And so it begins. 

Mayflies have begun hatching in the Susquehanna River, riverkeeper Ted Evgeniadis said.

While there hasn't been an "abundance" of mayflies, Evgeniadis said there are still "plenty" hatching on the river. 

Evgeniadis predicted that within two weeks, areas surrounding the Susquehanna River should see an onslaught of mayflies as larger quantities hatch. The typical hatching period is late June to early July, said Evgeniadis. 

In previous years, hoards of mayflies have swarmed manmade structures near the Susquehanna River -- including the Veterans Memorial Bridge that connects Columbia to Wrightsville.

This year, according to Evgeniadis, is likely to be no different.

And because of the insect's short lifespan of 24 to 48 hours, piles of dead, decaying mayflies are also to be expected. 

As eggs, mayflies are laid on the surface of water and eventually float to the bottom where they sit for a period of time between a day or several weeks.

After hatching, the nymphs spend two to three years underwater, until they eventually rise to the water's surface, molt, dry their wings and fly onto to land with one purpose: reproduce. 

Columbia Mayflies

The swarm of mayflies in June 2015, pictured above, was so intense it caused the closure of the Route 462 bridge between Columbia and Wrightsville.  (Blaine Shahan/file photo)
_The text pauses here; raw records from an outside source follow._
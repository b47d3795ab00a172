use actix_web::{HttpResponse, error::InternalError, web};
use serde::Serialize;
use serde_json::{Map, Value, json};

#[derive(Serialize)]
pub struct ErrorResponse {
    pub error: String,
    pub fields: serde_json::Value,
}

fn bad_request(error: &str, fields: Map<String, Value>) -> actix_web::Error {
    let error_response = ErrorResponse {
        error: error.to_string(),
        fields: Value::Object(fields),
    };
    InternalError::from_response("", HttpResponse::BadRequest().json(error_response)).into()
}

fn message(text: &str) -> Map<String, Value> {
    let mut fields = Map::new();
    fields.insert("message".to_string(), json!(text));
    fields
}

/// JSON body config with the project's standard 400 response
pub fn json_config() -> actix_web_validator::JsonConfig {
    actix_web_validator::JsonConfig::default()
        .error_handler(|err, _req| match err {
            actix_web_validator::Error::Validate(validation_errors) => {
                let mut fields = Map::new();
                for (field, errors) in validation_errors.field_errors() {
                    let messages: Vec<String> = errors
                        .iter()
                        .map(|e| {
                            e.message
                                .as_ref()
                                .map(|m| m.to_string())
                                .unwrap_or_else(|| format!("Validation error in field: {}", field))
                        })
                        .collect();
                    fields.insert(field.to_string(), json!({ "errors": messages }));
                }
                bad_request("Validation failed", fields)
            }
            actix_web_validator::Error::Deserialize(de_err) => {
                let err_string = de_err.to_string();

                let text = if err_string.contains("EOF while parsing") {
                    "Request body is empty. Expected JSON payload"
                } else if err_string.contains("unknown field") {
                    "Unknown field. Allowed fields are title, salary and equity"
                } else {
                    "Invalid JSON format"
                };
                bad_request("Request validation failed", message(text))
            }
            _ => bad_request("Validation failed", message("Validation error")),
        })
}

/// Query string config; malformed filters (e.g. `hasEquity=yes`) become a 400
pub fn query_config() -> web::QueryConfig {
    web::QueryConfig::default()
        .error_handler(|err, _req| {
            bad_request("Invalid query parameters", message(&err.to_string()))
        })
}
In June 2015, following the "blizzard-like" conditions, the bridge was temporarily closed after three motorcycle accidents caused by low visibility and slick roads. 

Last year, the Columbia Borough Police Department decided to turn off lights on Veterans Memorial Bridge to prevent mayflies from swarming like they did years prior. 

Efforts to contact the police department about plans for this year were unsuccesful.